It is a project I am starting with my two current hens, the result of raising about 30 chicks from 3 sources. I am hoping I will have a keeper out of this batch but only time will tell. Unless this white chick develops some interesting characteristics as it feathers out, it will not be a keeper other than to be a growing companion for the second one. I will keep looking for suitable eggs to see if I can hatch something I can use to produce the birds I want to put under my rooster but it is a specific looking Easter Egger I am looking for and most of what I see is too far away from the blue egg to take a chance on egg color.
I need the bluest Easter Egger eggs I can find with a small pea combed rooster over the laying hens. I want a variety of feather coloring but slate or willow legs and pea combs, plus muffs and beards, are essential characteristics I am looking for to bring the crossbred Easter Egger back to the original Easter Egger. There is a trend towards mixing breeds for olive eggs by adding more and more brown to blue egg genetics and I neither like the birds nor the eggs. I want both blue and the original green (from initial "improved" version) eggs, plus true pink (not rose beige) eggs, and not all the dirty green colors from too many brown egg genetics in the mix.
My Orpingtons are beautiful birds that lay nice beige eggs so I need my Easter Egger eggs to stand out from theirs once I mix the hens together again. We eat the colored eggs and hatch the beige eggs (to preserve a heritage breed) so I only need a good first and second generation to have blue and green eggs plus the breed characteristics that defined the original Easter Egger. I don't want to buy hens or chicks due to biosecurity (unless I can find some from a clean closed flock) so I need hatching eggs to get started and that creates a big unknown when people do not sell quality hatching eggs. I am not willing to buy shipped eggs due to the mishaps during handling shaking them up too much.
I know there have got to be some older lines out there but so many have been crossbred at this point that they are hard to find. Now I understand why people think of them as mutt chickens and not as the chickens that were popular over 25 years ago. Unfortunately I sold mine 10 years ago, unaware of how hard they would be to get back.

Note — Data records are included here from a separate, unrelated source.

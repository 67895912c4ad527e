//! Invocation records kept for transcript reconstruction and playback.

use std::collections::VecDeque;
use std::sync::{Mutex, MutexGuard, PoisonError};

use chrono::{DateTime, Utc};
use serde::{Deserialize, Serialize};
use uuid::Uuid;

use crate::basket::Args;
use crate::outcome::Outcome;

/// Status of a command invocation.
#[derive(Debug, Clone, Copy, PartialEq, Eq, Serialize, Deserialize)]
#[serde(rename_all = "snake_case")]
pub enum InvocationStatus {
    /// The command answered.
    Success,
    /// The command failed.
    Failed,
    /// The operator cancelled an interactive prompt.
    Cancelled,
}

impl InvocationStatus {
    pub fn of(outcome: &Outcome) -> Self {
        match outcome.message() {
            None => InvocationStatus::Success,
            Some(message) if message.ends_with(":cancelled") => InvocationStatus::Cancelled,
            Some(_) => InvocationStatus::Failed,
        }
    }
}

/// Record of a single command invocation.
#[derive(Debug, Clone, Serialize, Deserialize)]
pub struct InvocationRecord {
    pub id: Uuid,
    /// Dispatch token of the command.
    pub token: String,
    /// Command line as received.
    pub line: String,
    /// Arguments after binding.
    pub args: Args,
    /// Position in the call chain; 1 for operator-typed commands.
    pub depth: usize,
    pub recursive: bool,
    pub started_at: DateTime<Utc>,
    pub ended_at: DateTime<Utc>,
    pub duration_ms: u64,
    pub status: InvocationStatus,
    pub outcome: Outcome,
}

impl InvocationRecord {
    /// Computes `duration_ms` and `status` from the timestamps and outcome.
    #[allow(clippy::too_many_arguments)]
    pub fn new(
        token: String,
        line: String,
        args: Args,
        depth: usize,
        recursive: bool,
        started_at: DateTime<Utc>,
        ended_at: DateTime<Utc>,
        outcome: Outcome,
    ) -> Self {
        let duration_ms = (ended_at - started_at).num_milliseconds().max(0) as u64;
        Self {
            id: Uuid::new_v4(),
            token,
            line,
            args,
            depth,
            recursive,
            started_at,
            ended_at,
            duration_ms,
            status: InvocationStatus::of(&outcome),
            outcome,
        }
    }

    pub fn is_top_level(&self) -> bool {
        self.depth <= 1
    }
}

/// Records kept by a log created with [`InvocationLog::new`].
pub const DEFAULT_LOG_CAPACITY: usize = 256;

/// Bounded log of invocations. Once full, each append drops the oldest
/// record.
#[derive(Debug)]
pub struct InvocationLog {
    records: Mutex<VecDeque<InvocationRecord>>,
    capacity: usize,
}

impl Default for InvocationLog {
    fn default() -> Self {
        Self::with_capacity(DEFAULT_LOG_CAPACITY)
    }
}

impl InvocationLog {
    pub fn new() -> Self {
        Self::default()
    }

    /// A capacity of zero is treated as one.
    pub fn with_capacity(capacity: usize) -> Self {
        let capacity = capacity.max(1);
        Self {
            records: Mutex::new(VecDeque::with_capacity(capacity.min(DEFAULT_LOG_CAPACITY))),
            capacity,
        }
    }

    pub fn capacity(&self) -> usize {
        self.capacity
    }

    pub fn append(&self, record: InvocationRecord) {
        let mut records = self.lock();
        while records.len() >= self.capacity {
            if let Some(evicted) = records.pop_front() {
                tracing::trace!(token = %evicted.token, "invocation log full, oldest record dropped");
            }
        }
        records.push_back(record);
    }

    /// Retained records, oldest first.
    pub fn records(&self) -> Vec<InvocationRecord> {
        self.lock().iter().cloned().collect()
    }

    /// Records of operator-typed invocations, in order.
    pub fn top_level(&self) -> Vec<InvocationRecord> {
        self.lock()
            .iter()
            .filter(|record| record.is_top_level())
            .cloned()
            .collect()
    }

    pub fn len(&self) -> usize {
        self.lock().len()
    }

    pub fn is_empty(&self) -> bool {
        self.lock().is_empty()
    }

    pub fn clear(&self) {
        self.lock().clear();
    }

    fn lock(&self) -> MutexGuard<'_, VecDeque<InvocationRecord>> {
        self.records.lock().unwrap_or_else(PoisonError::into_inner)
    }
}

When I got back into chickens after a break from having any due to moving, I wanted to have Easter Eggers again but I could not find what I wanted so I fell in love with the Orpingtons and decided to raise them. I still like my Orpingtons but I miss having a nice mix of feather color under the same rooster. The Orpingtons have a number of standard colors but I can't mix the colors in good conscience and they will never have the "wild type" coloring I like.
Our codes have changed here in the past year so I can keep the roosters I have but I can't add roosters, so that means I can't change breeds. I have thought about just keeping ducks since they are grandfathered in and they live longer than chickens but for now I need to enjoy my right to have chickens since I had to fight for that right against a city that wants to join the urban sprawl instead of being the small town many residents thought they were buying into when they purchased homes here. Someday I hope to own agreage (I had to rent to have acreage in the past) but I need equity to afford acreage and that takes doing my time in a residential area.